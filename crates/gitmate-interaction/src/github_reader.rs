//! GitHub contents API client.

use async_trait::async_trait;
use gitmate_core::config::{DEFAULT_GITHUB_API_BASE, DEFAULT_USER_AGENT};
use gitmate_core::error::{GitMateError, Result};
use gitmate_core::source::{NodeKind, RepoCoordinates, RepoNode, RepositoryReader, sort_nodes};
use reqwest::{Client, StatusCode};
use serde::Deserialize;

const ACCEPT_HEADER: &str = "application/vnd.github.v3+json";

/// Reads listings and raw file bodies from GitHub.
#[derive(Clone)]
pub struct GitHubRepositoryReader {
    client: Client,
    api_base: String,
    user_agent: String,
}

impl Default for GitHubRepositoryReader {
    fn default() -> Self {
        Self::new()
    }
}

impl GitHubRepositoryReader {
    pub fn new() -> Self {
        Self {
            client: Client::new(),
            api_base: DEFAULT_GITHUB_API_BASE.to_string(),
            user_agent: DEFAULT_USER_AGENT.to_string(),
        }
    }

    pub fn with_api_base(mut self, api_base: impl Into<String>) -> Self {
        self.api_base = api_base.into().trim_end_matches('/').to_string();
        self
    }

    pub fn with_user_agent(mut self, user_agent: impl Into<String>) -> Self {
        self.user_agent = user_agent.into();
        self
    }

    fn contents_url(&self, coordinates: &RepoCoordinates, path: &str) -> String {
        format!(
            "{}/repos/{}/{}/contents/{}",
            self.api_base,
            coordinates.owner,
            coordinates.repo,
            path.trim_matches('/')
        )
    }
}

#[derive(Deserialize)]
struct ContentEntry {
    name: String,
    path: String,
    #[serde(rename = "type")]
    kind: String,
    download_url: Option<String>,
}

impl From<ContentEntry> for RepoNode {
    fn from(entry: ContentEntry) -> Self {
        let kind = if entry.kind == "dir" {
            NodeKind::Dir
        } else {
            NodeKind::File
        };
        Self {
            name: entry.name,
            path: entry.path,
            kind,
            content_url: entry.download_url,
        }
    }
}

fn map_status(status: StatusCode, path: &str) -> GitMateError {
    match status {
        StatusCode::FORBIDDEN => GitMateError::RateLimited,
        StatusCode::NOT_FOUND => GitMateError::not_found(path),
        other => GitMateError::unavailable(format!("GitHub API returned HTTP {}", other.as_u16())),
    }
}

#[async_trait]
impl RepositoryReader for GitHubRepositoryReader {
    async fn list_directory(
        &self,
        coordinates: &RepoCoordinates,
        path: &str,
        token: Option<&str>,
    ) -> Result<Vec<RepoNode>> {
        let url = self.contents_url(coordinates, path);
        tracing::debug!("Listing {}", url);

        let mut request = self
            .client
            .get(&url)
            .header(reqwest::header::ACCEPT, ACCEPT_HEADER)
            .header(reqwest::header::USER_AGENT, &self.user_agent);
        if let Some(token) = token.map(str::trim).filter(|t| !t.is_empty()) {
            request = request.header(reqwest::header::AUTHORIZATION, format!("token {token}"));
        }

        let response = request
            .send()
            .await
            .map_err(|err| GitMateError::unavailable(format!("GitHub request failed: {err}")))?;

        if !response.status().is_success() {
            let err = map_status(response.status(), path);
            tracing::warn!("Listing '{}' failed: {}", path, err);
            return Err(err);
        }

        let body: serde_json::Value = response.json().await.map_err(|err| {
            GitMateError::unavailable(format!("Malformed GitHub response: {err}"))
        })?;

        // A file path yields an object rather than an array
        let entries: Vec<ContentEntry> = match body {
            serde_json::Value::Array(_) => serde_json::from_value(body).map_err(|err| {
                GitMateError::unavailable(format!("Malformed GitHub listing: {err}"))
            })?,
            _ => Vec::new(),
        };

        let mut nodes: Vec<RepoNode> = entries.into_iter().map(RepoNode::from).collect();
        sort_nodes(&mut nodes);
        Ok(nodes)
    }

    async fn read_file(&self, content_url: &str) -> Result<String> {
        let response = self
            .client
            .get(content_url)
            .header(reqwest::header::USER_AGENT, &self.user_agent)
            .send()
            .await
            .map_err(|err| GitMateError::unavailable(format!("Download failed: {err}")))?;

        if !response.status().is_success() {
            return Err(GitMateError::unavailable(format!(
                "Download of '{content_url}' returned HTTP {}",
                response.status().as_u16()
            )));
        }

        response
            .text()
            .await
            .map_err(|err| GitMateError::unavailable(format!("Download failed: {err}")))
    }
}

#[cfg(test)]
mod tests {
    use super::*;
    use crate::test_support::serve_once;

    fn coords() -> RepoCoordinates {
        RepoCoordinates {
            owner: "octo".to_string(),
            repo: "demo".to_string(),
        }
    }

    async fn list_with_status(status: &str) -> GitMateError {
        let (base, _request) = serve_once(status, "application/json", "{}".to_string()).await;
        GitHubRepositoryReader::new()
            .with_api_base(base)
            .list_directory(&coords(), "src", None)
            .await
            .err()
            .unwrap()
    }

    #[tokio::test]
    async fn test_status_mapping() {
        assert_eq!(list_with_status("403 Forbidden").await, GitMateError::RateLimited);
        assert_eq!(
            list_with_status("404 Not Found").await,
            GitMateError::not_found("src")
        );
        assert!(matches!(
            list_with_status("500 Internal Server Error").await,
            GitMateError::Unavailable(_)
        ));
    }

    #[tokio::test]
    async fn test_listing_is_sorted_and_sends_headers() {
        let body = serde_json::json!([
            { "name": "b.rs", "path": "src/b.rs", "type": "file", "download_url": "http://raw/b.rs" },
            { "name": "util", "path": "src/util", "type": "dir", "download_url": null },
            { "name": "A.rs", "path": "src/A.rs", "type": "file", "download_url": "http://raw/A.rs" },
            { "name": "link", "path": "src/link", "type": "symlink", "download_url": null }
        ])
        .to_string();
        let (base, request) = serve_once("200 OK", "application/json", body).await;

        let nodes = GitHubRepositoryReader::new()
            .with_api_base(base)
            .with_user_agent("gitmate-test")
            .list_directory(&coords(), "src", Some("secret"))
            .await
            .unwrap();

        let names: Vec<&str> = nodes.iter().map(|n| n.name.as_str()).collect();
        assert_eq!(names, vec!["util", "A.rs", "b.rs", "link"]);
        assert!(nodes[0].is_dir());
        assert_eq!(nodes[1].content_url.as_deref(), Some("http://raw/A.rs"));
        assert_eq!(nodes[3].kind, NodeKind::File);

        let request = request.await.unwrap();
        let lowered = request.to_lowercase();
        assert!(request.starts_with("GET /repos/octo/demo/contents/src "));
        assert!(lowered.contains("accept: application/vnd.github.v3+json"));
        assert!(lowered.contains("user-agent: gitmate-test"));
        assert!(lowered.contains("authorization: token secret"));
    }

    #[tokio::test]
    async fn test_no_token_sends_no_authorization() {
        let (base, request) = serve_once("200 OK", "application/json", "[]".to_string()).await;
        let nodes = GitHubRepositoryReader::new()
            .with_api_base(base)
            .list_directory(&coords(), "", None)
            .await
            .unwrap();
        assert!(nodes.is_empty());

        let request = request.await.unwrap();
        assert!(request.starts_with("GET /repos/octo/demo/contents/ "));
        assert!(!request.to_lowercase().contains("authorization:"));
    }

    #[tokio::test]
    async fn test_non_array_body_is_empty_listing() {
        let body = r#"{"name":"README.md","type":"file"}"#.to_string();
        let (base, _request) = serve_once("200 OK", "application/json", body).await;
        let nodes = GitHubRepositoryReader::new()
            .with_api_base(base)
            .list_directory(&coords(), "README.md", None)
            .await
            .unwrap();
        assert!(nodes.is_empty());
    }

    #[tokio::test]
    async fn test_read_file_returns_body() {
        let (base, _request) =
            serve_once("200 OK", "text/plain", "fn main() {}\n".to_string()).await;
        let body = GitHubRepositoryReader::new()
            .read_file(&format!("{base}/raw/main.rs"))
            .await
            .unwrap();
        assert_eq!(body, "fn main() {}\n");
    }

    #[tokio::test]
    async fn test_read_file_failure_is_unavailable() {
        let (base, _request) = serve_once("404 Not Found", "text/plain", String::new()).await;
        let err = GitHubRepositoryReader::new()
            .read_file(&format!("{base}/raw/missing.rs"))
            .await
            .err()
            .unwrap();
        assert!(matches!(err, GitMateError::Unavailable(_)));
    }
}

- - -

▸ **TASK DESCRIPTION**
Those lines of the records that contain the string "NodeKind" should be identified and copied.

▸ **TASK OUTPUT**
use gitmate_core::source::{NodeKind, RepoCoordinates, RepoNode, RepositoryReader, sort_nodes};
            NodeKind::Dir
            NodeKind::File
        assert_eq!(nodes[3].kind, NodeKind::File);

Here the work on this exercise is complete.